* _WHAT THE EXERCISE ASKS_: Do any lines in the data below contain "Result"? If so, copy every one of them.

* _MATERIAL FOR THE TASK_:

***

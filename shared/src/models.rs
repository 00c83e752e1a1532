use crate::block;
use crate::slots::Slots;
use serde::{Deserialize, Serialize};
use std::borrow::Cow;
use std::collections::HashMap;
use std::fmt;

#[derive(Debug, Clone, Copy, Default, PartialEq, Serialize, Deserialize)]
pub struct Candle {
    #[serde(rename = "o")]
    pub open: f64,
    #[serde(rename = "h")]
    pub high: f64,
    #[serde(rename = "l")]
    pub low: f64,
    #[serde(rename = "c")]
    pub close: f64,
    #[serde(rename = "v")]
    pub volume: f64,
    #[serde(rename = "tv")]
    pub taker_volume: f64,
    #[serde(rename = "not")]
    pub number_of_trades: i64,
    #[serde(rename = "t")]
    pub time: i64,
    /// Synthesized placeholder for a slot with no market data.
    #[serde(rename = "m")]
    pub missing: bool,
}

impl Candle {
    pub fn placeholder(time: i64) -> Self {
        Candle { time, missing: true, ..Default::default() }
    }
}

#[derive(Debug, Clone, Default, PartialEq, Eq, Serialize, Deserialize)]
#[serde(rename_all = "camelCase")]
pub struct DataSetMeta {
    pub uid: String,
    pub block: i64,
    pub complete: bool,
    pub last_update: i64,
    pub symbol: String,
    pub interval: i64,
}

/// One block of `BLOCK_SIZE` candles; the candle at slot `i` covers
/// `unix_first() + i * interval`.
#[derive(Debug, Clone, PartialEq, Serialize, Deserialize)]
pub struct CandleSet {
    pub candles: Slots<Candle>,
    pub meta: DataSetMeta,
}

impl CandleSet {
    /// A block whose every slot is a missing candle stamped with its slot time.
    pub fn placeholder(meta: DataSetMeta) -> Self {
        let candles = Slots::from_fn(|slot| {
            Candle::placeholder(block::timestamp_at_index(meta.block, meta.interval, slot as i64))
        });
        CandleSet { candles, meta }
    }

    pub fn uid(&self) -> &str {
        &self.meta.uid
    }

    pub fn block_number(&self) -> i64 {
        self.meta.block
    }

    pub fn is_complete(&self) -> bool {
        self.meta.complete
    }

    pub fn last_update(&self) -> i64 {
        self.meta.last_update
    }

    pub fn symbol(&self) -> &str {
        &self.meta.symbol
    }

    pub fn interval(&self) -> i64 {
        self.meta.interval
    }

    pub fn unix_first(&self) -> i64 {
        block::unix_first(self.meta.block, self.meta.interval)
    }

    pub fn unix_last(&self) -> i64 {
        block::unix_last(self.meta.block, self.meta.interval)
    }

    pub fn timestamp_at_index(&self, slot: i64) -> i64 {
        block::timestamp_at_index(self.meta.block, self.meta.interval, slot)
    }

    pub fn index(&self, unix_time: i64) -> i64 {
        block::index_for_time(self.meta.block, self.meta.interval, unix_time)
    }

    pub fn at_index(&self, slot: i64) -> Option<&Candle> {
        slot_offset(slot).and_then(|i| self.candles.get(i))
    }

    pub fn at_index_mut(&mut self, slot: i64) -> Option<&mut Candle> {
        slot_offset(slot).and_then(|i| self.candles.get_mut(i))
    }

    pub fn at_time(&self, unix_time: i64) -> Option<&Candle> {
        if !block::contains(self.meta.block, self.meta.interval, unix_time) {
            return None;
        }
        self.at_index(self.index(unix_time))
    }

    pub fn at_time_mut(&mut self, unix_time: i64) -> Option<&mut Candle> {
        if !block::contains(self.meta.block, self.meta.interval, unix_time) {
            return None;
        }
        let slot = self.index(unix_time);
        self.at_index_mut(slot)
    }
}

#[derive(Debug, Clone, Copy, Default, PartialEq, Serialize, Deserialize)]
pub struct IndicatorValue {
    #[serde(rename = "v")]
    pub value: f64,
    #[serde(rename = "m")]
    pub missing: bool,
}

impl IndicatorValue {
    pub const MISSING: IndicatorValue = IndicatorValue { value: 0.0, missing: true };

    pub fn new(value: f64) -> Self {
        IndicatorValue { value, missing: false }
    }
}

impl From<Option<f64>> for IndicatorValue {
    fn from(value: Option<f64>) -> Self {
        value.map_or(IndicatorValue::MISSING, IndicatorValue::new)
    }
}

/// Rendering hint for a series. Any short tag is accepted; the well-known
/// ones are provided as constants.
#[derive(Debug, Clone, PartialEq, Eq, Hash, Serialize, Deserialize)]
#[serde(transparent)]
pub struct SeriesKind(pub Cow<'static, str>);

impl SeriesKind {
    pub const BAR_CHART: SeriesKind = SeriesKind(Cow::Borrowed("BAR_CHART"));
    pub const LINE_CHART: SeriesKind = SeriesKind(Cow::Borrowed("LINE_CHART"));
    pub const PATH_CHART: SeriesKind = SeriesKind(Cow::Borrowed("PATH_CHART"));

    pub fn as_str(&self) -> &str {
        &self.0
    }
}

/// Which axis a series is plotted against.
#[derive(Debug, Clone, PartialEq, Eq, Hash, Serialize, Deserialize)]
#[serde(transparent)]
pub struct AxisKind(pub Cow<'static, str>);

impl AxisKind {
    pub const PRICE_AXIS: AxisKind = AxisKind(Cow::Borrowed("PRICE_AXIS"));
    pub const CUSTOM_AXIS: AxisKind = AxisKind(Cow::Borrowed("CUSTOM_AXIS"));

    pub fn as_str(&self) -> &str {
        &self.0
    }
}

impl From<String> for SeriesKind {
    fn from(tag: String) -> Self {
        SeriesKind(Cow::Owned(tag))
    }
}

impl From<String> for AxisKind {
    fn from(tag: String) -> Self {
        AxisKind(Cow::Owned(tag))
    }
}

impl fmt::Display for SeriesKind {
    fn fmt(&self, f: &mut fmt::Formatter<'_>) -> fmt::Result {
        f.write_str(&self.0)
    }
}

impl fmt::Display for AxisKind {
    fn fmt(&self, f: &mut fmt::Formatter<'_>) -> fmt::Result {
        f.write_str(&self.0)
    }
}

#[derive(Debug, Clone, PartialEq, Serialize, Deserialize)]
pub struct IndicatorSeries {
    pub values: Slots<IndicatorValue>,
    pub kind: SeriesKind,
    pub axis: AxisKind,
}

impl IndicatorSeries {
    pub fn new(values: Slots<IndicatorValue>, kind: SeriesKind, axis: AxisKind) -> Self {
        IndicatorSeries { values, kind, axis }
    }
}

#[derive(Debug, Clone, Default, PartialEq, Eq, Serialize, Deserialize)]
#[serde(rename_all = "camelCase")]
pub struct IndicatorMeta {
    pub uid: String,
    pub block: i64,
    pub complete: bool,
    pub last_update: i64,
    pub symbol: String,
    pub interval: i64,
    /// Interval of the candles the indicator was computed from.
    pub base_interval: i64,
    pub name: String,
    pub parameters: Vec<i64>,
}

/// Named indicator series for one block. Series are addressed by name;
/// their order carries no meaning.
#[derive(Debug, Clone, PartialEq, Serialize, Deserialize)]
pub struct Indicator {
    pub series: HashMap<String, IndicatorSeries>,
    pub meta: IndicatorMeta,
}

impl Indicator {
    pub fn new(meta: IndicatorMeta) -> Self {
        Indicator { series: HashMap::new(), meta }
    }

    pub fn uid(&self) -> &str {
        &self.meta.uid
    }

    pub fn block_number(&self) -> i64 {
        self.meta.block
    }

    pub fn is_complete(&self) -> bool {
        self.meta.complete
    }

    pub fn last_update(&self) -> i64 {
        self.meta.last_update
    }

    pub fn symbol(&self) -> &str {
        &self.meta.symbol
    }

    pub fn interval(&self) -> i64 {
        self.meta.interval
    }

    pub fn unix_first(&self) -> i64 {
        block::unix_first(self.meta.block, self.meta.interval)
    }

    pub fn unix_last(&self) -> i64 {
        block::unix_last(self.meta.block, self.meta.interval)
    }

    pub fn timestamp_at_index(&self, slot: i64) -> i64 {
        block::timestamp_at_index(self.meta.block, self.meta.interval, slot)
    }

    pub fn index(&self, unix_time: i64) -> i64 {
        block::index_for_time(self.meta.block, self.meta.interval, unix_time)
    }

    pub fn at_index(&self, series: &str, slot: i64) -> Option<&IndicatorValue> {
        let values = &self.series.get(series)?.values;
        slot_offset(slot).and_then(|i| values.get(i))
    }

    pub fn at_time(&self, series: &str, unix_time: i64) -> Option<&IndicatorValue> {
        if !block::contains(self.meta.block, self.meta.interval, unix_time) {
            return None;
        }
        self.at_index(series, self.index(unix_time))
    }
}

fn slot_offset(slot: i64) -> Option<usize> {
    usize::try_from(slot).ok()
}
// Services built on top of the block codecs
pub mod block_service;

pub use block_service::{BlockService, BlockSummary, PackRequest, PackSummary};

***

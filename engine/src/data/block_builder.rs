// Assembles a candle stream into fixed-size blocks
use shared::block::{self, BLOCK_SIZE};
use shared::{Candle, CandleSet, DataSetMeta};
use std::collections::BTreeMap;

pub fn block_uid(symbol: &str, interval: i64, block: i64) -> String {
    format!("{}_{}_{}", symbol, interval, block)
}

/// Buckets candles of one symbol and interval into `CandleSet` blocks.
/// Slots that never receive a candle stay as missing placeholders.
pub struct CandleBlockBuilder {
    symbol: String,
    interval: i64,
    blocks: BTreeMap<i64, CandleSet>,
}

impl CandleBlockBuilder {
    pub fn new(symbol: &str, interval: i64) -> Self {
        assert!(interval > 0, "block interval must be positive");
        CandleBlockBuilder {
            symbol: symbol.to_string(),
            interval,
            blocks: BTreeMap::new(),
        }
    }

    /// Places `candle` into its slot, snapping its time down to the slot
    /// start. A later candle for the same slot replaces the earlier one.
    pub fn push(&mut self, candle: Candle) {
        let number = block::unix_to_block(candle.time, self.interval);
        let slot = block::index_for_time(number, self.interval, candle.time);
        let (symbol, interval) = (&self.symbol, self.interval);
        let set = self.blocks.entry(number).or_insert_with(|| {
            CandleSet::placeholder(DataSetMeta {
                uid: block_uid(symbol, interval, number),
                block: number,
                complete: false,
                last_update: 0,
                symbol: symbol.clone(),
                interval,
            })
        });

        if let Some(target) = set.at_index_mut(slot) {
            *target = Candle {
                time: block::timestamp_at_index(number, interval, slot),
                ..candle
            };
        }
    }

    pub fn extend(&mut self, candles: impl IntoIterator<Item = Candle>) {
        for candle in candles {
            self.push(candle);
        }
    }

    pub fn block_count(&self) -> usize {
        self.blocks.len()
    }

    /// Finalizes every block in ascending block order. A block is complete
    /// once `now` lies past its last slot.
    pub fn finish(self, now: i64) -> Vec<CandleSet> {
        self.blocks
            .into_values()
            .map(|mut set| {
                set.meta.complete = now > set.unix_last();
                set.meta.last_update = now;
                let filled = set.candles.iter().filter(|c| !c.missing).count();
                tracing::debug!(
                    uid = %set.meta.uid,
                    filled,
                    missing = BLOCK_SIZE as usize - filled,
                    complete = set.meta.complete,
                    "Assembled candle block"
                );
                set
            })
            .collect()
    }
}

***

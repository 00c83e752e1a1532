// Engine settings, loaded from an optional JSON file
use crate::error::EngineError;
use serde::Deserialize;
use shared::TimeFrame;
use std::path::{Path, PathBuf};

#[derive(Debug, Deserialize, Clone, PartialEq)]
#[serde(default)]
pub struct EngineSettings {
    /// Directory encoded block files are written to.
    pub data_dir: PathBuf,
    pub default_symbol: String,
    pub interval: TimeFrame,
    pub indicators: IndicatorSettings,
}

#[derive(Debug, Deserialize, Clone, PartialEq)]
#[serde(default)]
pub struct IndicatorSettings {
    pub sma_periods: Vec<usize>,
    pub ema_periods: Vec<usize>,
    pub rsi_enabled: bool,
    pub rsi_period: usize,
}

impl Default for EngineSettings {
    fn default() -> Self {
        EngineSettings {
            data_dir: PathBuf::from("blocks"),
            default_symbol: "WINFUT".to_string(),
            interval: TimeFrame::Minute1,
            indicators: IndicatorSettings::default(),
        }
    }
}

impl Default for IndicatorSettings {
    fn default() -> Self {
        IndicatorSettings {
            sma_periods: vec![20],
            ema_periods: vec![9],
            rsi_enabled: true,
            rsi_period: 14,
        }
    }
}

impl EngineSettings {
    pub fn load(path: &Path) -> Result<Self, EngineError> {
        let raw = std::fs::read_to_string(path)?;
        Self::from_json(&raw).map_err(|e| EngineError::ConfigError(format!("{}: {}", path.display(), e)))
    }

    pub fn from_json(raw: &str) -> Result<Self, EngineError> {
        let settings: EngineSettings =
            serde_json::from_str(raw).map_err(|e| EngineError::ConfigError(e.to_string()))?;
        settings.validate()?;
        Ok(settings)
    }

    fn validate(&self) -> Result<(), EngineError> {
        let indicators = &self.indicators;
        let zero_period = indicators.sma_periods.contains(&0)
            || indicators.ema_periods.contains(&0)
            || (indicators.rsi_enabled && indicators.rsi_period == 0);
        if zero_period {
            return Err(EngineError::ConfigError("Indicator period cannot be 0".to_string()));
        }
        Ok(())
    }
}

***

* _ANSWER AREA_:
    fn fmt(&self, f: &mut fmt::Formatter<'_>) -> fmt::Result {
    fn fmt(&self, f: &mut fmt::Formatter<'_>) -> fmt::Result {
    pub fn load(path: &Path) -> Result<Self, EngineError> {
    pub fn from_json(raw: &str) -> Result<Self, EngineError> {
    fn validate(&self) -> Result<(), EngineError> {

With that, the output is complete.